Por razones de orden íntimo que no vienen al caso, quizás el aforismo al que he asentido con más intensa emoción hay sido a este apunte psicológico de hermosa certeza: La melancolía es una pasión conspiradora contra la terapia del olvido. Si bien hay otros que vehiculan un lirismo solo propio de quien reside en la existencia con total plenitud: La lengua materna es la caricia o este otro: El cuerpo tiene rincones inexplorados por el alma.

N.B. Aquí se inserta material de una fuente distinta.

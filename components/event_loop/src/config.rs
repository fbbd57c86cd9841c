//! Scheduler configuration.

use serde::{Deserialize, Serialize};

/// Tunables for a [`Scheduler`](crate::Scheduler).
///
/// Deserialisable so that harness scripts can carry a `config` block.
#[derive(Debug, Clone, PartialEq, Eq, Serialize, Deserialize)]
#[serde(default, deny_unknown_fields)]
pub struct LoopConfig {
    /// Smallest delay a timer can have. Requests below it, including zero,
    /// are raised to it. Values below one tick are treated as one.
    pub min_timer_ticks: u64,
    /// Whether fired tasks are appended to the scheduler's [`Trace`](crate::Trace).
    pub record_trace: bool,
}

impl Default for LoopConfig {
    fn default() -> Self {
        Self {
            min_timer_ticks: 1,
            record_trace: true,
        }
    }
}

impl LoopConfig {
    /// Enable or disable trace recording
    pub fn with_record_trace(mut self, enabled: bool) -> Self {
        self.record_trace = enabled;
        self
    }

    /// Set the minimum timer delay
    pub fn with_min_timer_ticks(mut self, ticks: u64) -> Self {
        self.min_timer_ticks = ticks;
        self
    }

    /// The effective minimum delay, never below one tick.
    pub(crate) fn timer_floor(&self) -> u64 {
        self.min_timer_ticks.max(1)
    }
}
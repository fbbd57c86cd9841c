//! Task representation and the FIFO queues used by the scheduler.
//!
//! Tasks live in the scheduler's task table; the queues only hold
//! [`TaskId`]s so that cancellation can remove an entry without touching the
//! callback.

use crate::scheduler::Scheduler;
use serde::{Deserialize, Serialize};
use std::collections::VecDeque;
use std::fmt;

/// Identifier of a task, unique within one [`Scheduler`].
///
/// Ids are issued in increasing order, so they double as the insertion
/// sequence number.
#[derive(Debug, Clone, Copy, PartialEq, Eq, Hash, PartialOrd, Ord, Serialize, Deserialize)]
#[serde(transparent)]
pub struct TaskId(pub u64);

impl TaskId {
    /// Returns the raw id value.
    pub fn as_u64(self) -> u64 {
        self.0
    }
}

impl fmt::Display for TaskId {
    fn fmt(&self, f: &mut fmt::Formatter<'_>) -> fmt::Result {
        write!(f, "#{}", self.0)
    }
}

/// Opaque reference to a scheduled task.
///
/// Returned by every scheduling method and accepted by
/// [`Scheduler::cancel`], [`Scheduler::unref`] and [`Scheduler::ref_`].
/// A handle is only meaningful to the scheduler that issued it.
#[derive(Debug, Clone, Copy, PartialEq, Eq, Hash)]
pub struct TaskHandle {
    epoch: u64,
    id: TaskId,
}

impl TaskHandle {
    pub(crate) fn new(epoch: u64, id: TaskId) -> Self {
        Self { epoch, id }
    }

    /// The id of the task this handle refers to.
    pub fn id(&self) -> TaskId {
        self.id
    }

    pub(crate) fn epoch(&self) -> u64 {
        self.epoch
    }
}

impl fmt::Display for TaskHandle {
    fn fmt(&self, f: &mut fmt::Formatter<'_>) -> fmt::Result {
        write!(f, "task {} (epoch {})", self.id, self.epoch)
    }
}

/// The queue a task is delivered from.
#[derive(Debug, Clone, Copy, PartialEq, Eq, Hash, Serialize, Deserialize)]
#[serde(rename_all = "snake_case")]
pub enum QueueKind {
    /// Next-tick work, drained completely before the loop moves on
    Microtask,
    /// One-shot or recurring timer
    Timer,
    /// Completed background I/O
    Io,
    /// Runs after the I/O phase of an iteration
    Immediate,
}

impl QueueKind {
    /// Lower-case name used in logs and reports.
    pub fn as_str(&self) -> &'static str {
        match self {
            QueueKind::Microtask => "microtask",
            QueueKind::Timer => "timer",
            QueueKind::Io => "io",
            QueueKind::Immediate => "immediate",
        }
    }
}

impl fmt::Display for QueueKind {
    fn fmt(&self, f: &mut fmt::Formatter<'_>) -> fmt::Result {
        f.write_str(self.as_str())
    }
}

/// The work carried by a task.
///
/// Callbacks receive the scheduler so they can enqueue further work.
pub(crate) enum Callback {
    Once(Box<dyn FnOnce(&mut Scheduler)>),
    Repeat(Box<dyn FnMut(&mut Scheduler)>),
}

/// A unit of deferred work owned by the scheduler.
pub struct Task {
    pub(crate) id: TaskId,
    pub(crate) kind: QueueKind,
    pub(crate) deadline: Option<u64>,
    pub(crate) repeat: Option<u64>,
    pub(crate) keeps_alive: bool,
    pub(crate) cancelled: bool,
    pub(crate) label: Option<String>,
    /// `None` while the callback is executing.
    pub(crate) callback: Option<Callback>,
}

impl Task {
    pub(crate) fn new(id: TaskId, kind: QueueKind, callback: Callback) -> Self {
        Self {
            id,
            kind,
            deadline: None,
            repeat: None,
            keeps_alive: true,
            cancelled: false,
            label: None,
            callback: Some(callback),
        }
    }

    /// The task's id.
    pub fn id(&self) -> TaskId {
        self.id
    }

    /// The queue the task is delivered from.
    pub fn kind(&self) -> QueueKind {
        self.kind
    }

    /// Deadline tick for timers, `None` for every other kind.
    pub fn deadline(&self) -> Option<u64> {
        self.deadline
    }

    /// Repeat period of an interval timer.
    pub fn repeat(&self) -> Option<u64> {
        self.repeat
    }

    /// Whether this task alone keeps the loop alive.
    pub fn keeps_alive(&self) -> bool {
        self.keeps_alive
    }

    /// Whether a cancel request arrived while the task was executing.
    pub fn is_cancelled(&self) -> bool {
        self.cancelled
    }

    /// Optional human-readable label.
    pub fn label(&self) -> Option<&str> {
        self.label.as_deref()
    }

    /// True while the task's callback is on the stack.
    pub fn is_running(&self) -> bool {
        self.callback.is_none()
    }
}

impl fmt::Debug for Task {
    fn fmt(&self, f: &mut fmt::Formatter<'_>) -> fmt::Result {
        f.debug_struct("Task")
            .field("id", &self.id)
            .field("kind", &self.kind)
            .field("deadline", &self.deadline)
            .field("repeat", &self.repeat)
            .field("keeps_alive", &self.keeps_alive)
            .field("cancelled", &self.cancelled)
            .field("label", &self.label)
            .field("running", &self.is_running())
            .finish()
    }
}

/// A FIFO queue of task ids.
///
/// Used for both the microtask and the immediate queue.
#[derive(Debug, Default)]
pub struct TaskQueue {
    queue: VecDeque<TaskId>,
}

impl TaskQueue {
    /// Creates a new empty TaskQueue.
    pub fn new() -> Self {
        Self {
            queue: VecDeque::new(),
        }
    }

    /// Adds a task to the end of the queue.
    pub fn enqueue(&mut self, id: TaskId) {
        self.queue.push_back(id);
    }

    /// Removes and returns the next task from the queue.
    pub fn dequeue(&mut self) -> Option<TaskId> {
        self.queue.pop_front()
    }

    /// Removes a specific task, returning whether it was queued.
    pub fn remove(&mut self, id: TaskId) -> bool {
        let before = self.queue.len();
        self.queue.retain(|queued| *queued != id);
        self.queue.len() != before
    }

    /// Takes every queued task, leaving the queue empty.
    ///
    /// Tasks enqueued after this call belong to the next batch.
    pub fn take_batch(&mut self) -> Vec<TaskId> {
        self.queue.drain(..).collect()
    }

    /// Returns true if the queue is empty.
    pub fn is_empty(&self) -> bool {
        self.queue.is_empty()
    }

    /// Returns the number of tasks in the queue.
    pub fn len(&self) -> usize {
        self.queue.len()
    }
}
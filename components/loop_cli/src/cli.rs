//! Command-line arguments

use clap::{Parser, ValueEnum};

/// How the firing order is printed
#[derive(Debug, Clone, Copy, PartialEq, Eq, Default, ValueEnum)]
pub enum OutputFormat {
    /// One line per fired label
    #[default]
    Text,
    /// A single JSON report
    Json,
}

/// Deterministic event loop simulator
#[derive(Debug, Clone, Parser)]
#[command(name = "loop-sim", version, about = "Replays a scheduling script and prints the firing order")]
pub struct Cli {
    /// Script file to run (JSON, or YAML for .yaml/.yml)
    #[arg(short, long, conflicts_with = "eval")]
    pub file: Option<String>,

    /// Inline JSON script
    #[arg(short, long)]
    pub eval: Option<String>,

    /// Stop before the clock would pass this tick
    #[arg(short, long)]
    pub until: Option<u64>,

    /// Output format
    #[arg(long, value_enum, default_value_t = OutputFormat::Text)]
    pub format: OutputFormat,

    /// Increase log verbosity (-v, -vv, -vvv)
    #[arg(short, long, action = clap::ArgAction::Count)]
    pub verbose: u8,
}

impl Cli {
    /// Arguments equivalent to `loop-sim --file <path>`
    pub fn with_file(path: String) -> Self {
        Self {
            file: Some(path),
            eval: None,
            until: None,
            format: OutputFormat::Text,
            verbose: 0,
        }
    }
}
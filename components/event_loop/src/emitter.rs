//! A minimal single-threaded event emitter.
//!
//! Listeners run synchronously inside [`EventEmitter::emit`]. Emitting from
//! the code that constructs an emitter therefore happens before any caller
//! had a chance to subscribe; [`EventEmitter::emit_deferred`] moves the emit
//! into a microtask so listeners attached by the current synchronous code
//! still see it.
//!
//! # Examples
//!
//! ```
//! use event_loop::{EventEmitter, Scheduler};
//! use std::cell::Cell;
//! use std::rc::Rc;
//!
//! let mut scheduler = Scheduler::new();
//! let emitter: EventEmitter<()> = EventEmitter::new();
//! emitter.emit_deferred(&mut scheduler, "start", ());
//!
//! let started = Rc::new(Cell::new(false));
//! let s = started.clone();
//! emitter.on("start", move |_| s.set(true));
//!
//! scheduler.run_until_idle();
//! assert!(started.get());
//! ```

use crate::scheduler::Scheduler;
use crate::task_queue::TaskHandle;
use std::cell::RefCell;
use std::collections::HashMap;
use std::fmt;
use std::rc::Rc;

/// Identifies a registered listener so it can be removed again.
#[derive(Debug, Clone, Copy, PartialEq, Eq, Hash)]
pub struct ListenerId(u64);

type Listener<T> = Rc<dyn Fn(&T)>;

struct Registration<T> {
    id: ListenerId,
    once: bool,
    listener: Listener<T>,
}

struct Registry<T> {
    next_id: u64,
    events: HashMap<String, Vec<Registration<T>>>,
}

/// Named events with payloads of type `T`.
///
/// Cloning an emitter yields another handle to the same listener registry.
pub struct EventEmitter<T> {
    registry: Rc<RefCell<Registry<T>>>,
}

impl<T: 'static> EventEmitter<T> {
    /// Creates an emitter with no listeners.
    pub fn new() -> Self {
        Self {
            registry: Rc::new(RefCell::new(Registry {
                next_id: 0,
                events: HashMap::new(),
            })),
        }
    }

    /// Registers a listener for `event`.
    pub fn on<F>(&self, event: &str, listener: F) -> ListenerId
    where
        F: Fn(&T) + 'static,
    {
        self.register(event, Rc::new(listener), false)
    }

    /// Registers a listener that is removed after its first call.
    pub fn once<F>(&self, event: &str, listener: F) -> ListenerId
    where
        F: Fn(&T) + 'static,
    {
        self.register(event, Rc::new(listener), true)
    }

    /// Removes a listener. Returns whether it was registered.
    pub fn off(&self, event: &str, id: ListenerId) -> bool {
        let mut registry = self.registry.borrow_mut();
        let Some(listeners) = registry.events.get_mut(event) else {
            return false;
        };
        let before = listeners.len();
        listeners.retain(|registration| registration.id != id);
        listeners.len() != before
    }

    /// Number of listeners registered for `event`.
    pub fn listener_count(&self, event: &str) -> usize {
        self.registry
            .borrow()
            .events
            .get(event)
            .map_or(0, Vec::len)
    }

    /// Calls every listener of `event` in registration order.
    ///
    /// Returns `true` if at least one listener ran. Listeners may register or
    /// remove listeners; such changes apply from the next emit.
    pub fn emit(&self, event: &str, payload: &T) -> bool {
        let listeners: Vec<Listener<T>> = {
            let mut registry = self.registry.borrow_mut();
            let Some(registrations) = registry.events.get_mut(event) else {
                return false;
            };
            let snapshot = registrations
                .iter()
                .map(|registration| registration.listener.clone())
                .collect();
            registrations.retain(|registration| !registration.once);
            snapshot
        };

        for listener in &listeners {
            listener(payload);
        }
        !listeners.is_empty()
    }

    /// Emits `event` from a microtask instead of the current stack.
    pub fn emit_deferred(
        &self,
        scheduler: &mut Scheduler,
        event: impl Into<String>,
        payload: T,
    ) -> TaskHandle {
        let emitter = self.clone();
        let event = event.into();
        scheduler.schedule_microtask(move |_| {
            emitter.emit(&event, &payload);
        })
    }

    fn register(&self, event: &str, listener: Listener<T>, once: bool) -> ListenerId {
        let mut registry = self.registry.borrow_mut();
        let id = ListenerId(registry.next_id);
        registry.next_id += 1;
        registry
            .events
            .entry(event.to_string())
            .or_default()
            .push(Registration { id, once, listener });
        id
    }
}

impl<T> Clone for EventEmitter<T> {
    fn clone(&self) -> Self {
        Self {
            registry: Rc::clone(&self.registry),
        }
    }
}

impl<T: 'static> Default for EventEmitter<T> {
    fn default() -> Self {
        Self::new()
    }
}

impl<T> fmt::Debug for EventEmitter<T> {
    fn fmt(&self, f: &mut fmt::Formatter<'_>) -> fmt::Result {
        let registry = self.registry.borrow();
        let mut events: Vec<_> = registry.events.keys().cloned().collect();
        events.sort();
        f.debug_struct("EventEmitter").field("events", &events).finish()
    }
}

[Dejo para el final, porque aún hay una larga lista de aforismos que me gustaría comentar, cada uno por distinta razón, y en letra ínfima, esos descuidos que he advertido en la edición: comas entre el sujeto y el verbo: La indignación moral, es la forma más engolada del narcisismo; la ausencia de comas prescriptivas, como en ¿Cuando nos amamos, qué nos intercambiamos caricias o síntomas?; usos prepositivos, como en: El paisaje es a la naturaleza lo que la ley es el hombre [Se ha de entender “al hombre”…]; usos impropios y concordancias fallidas: Le gustaba buscar su imagen en las charcos, tras la lluvia, a donde acude también a reflejarse el cielo; los relativos con preposición en peligro de extinción: Hay gentes que el nacer los deja exhaustos [“a quienes”]. Hay, así mismo, una repetición con una ligera variación que no altera el contenido: Quien se miente a sí mismo tiene siempre motivos para creerse. Quien se miente a sí mismo siempre encuentra motivos para creerse; y un cambio en los firuletes que separan unos aforismos de otros, de repente aparece un 2 que no necesariamente indica que el aforismo posterior sea complementario del anterior o contradictorio u otra versión. De otro orden serían algunos usos discutibles a nivel semántico, como ocurre en La educación no tendría sentido si no hubiese en nuestra alma semillas naturales que es necesario arrancar, donde tanto choca lo de “arrancar” las semillas, sin duda. Como repugna al oído, por ejemplo, sin que haya una intención irónica apreciable –aunque tal vez mi roma percepción sea la responsable de no haberla captado- el “instintual” en el  sometimiento de lo instintual a la coherencia”, teniendo a mano “instintivo”. Esa ironía que sí capto, aunque atenuada en el neologismo de La felicidad: tragarse con naturalidad los propios encantamientos felicitarios. Poca cosa, ya digo, que no empaña el brillo innegable de esta colección aforística.]

1 comentario:

  1. Pues te he de dar las gracias, por todo el texto, de la primera a la última palabra.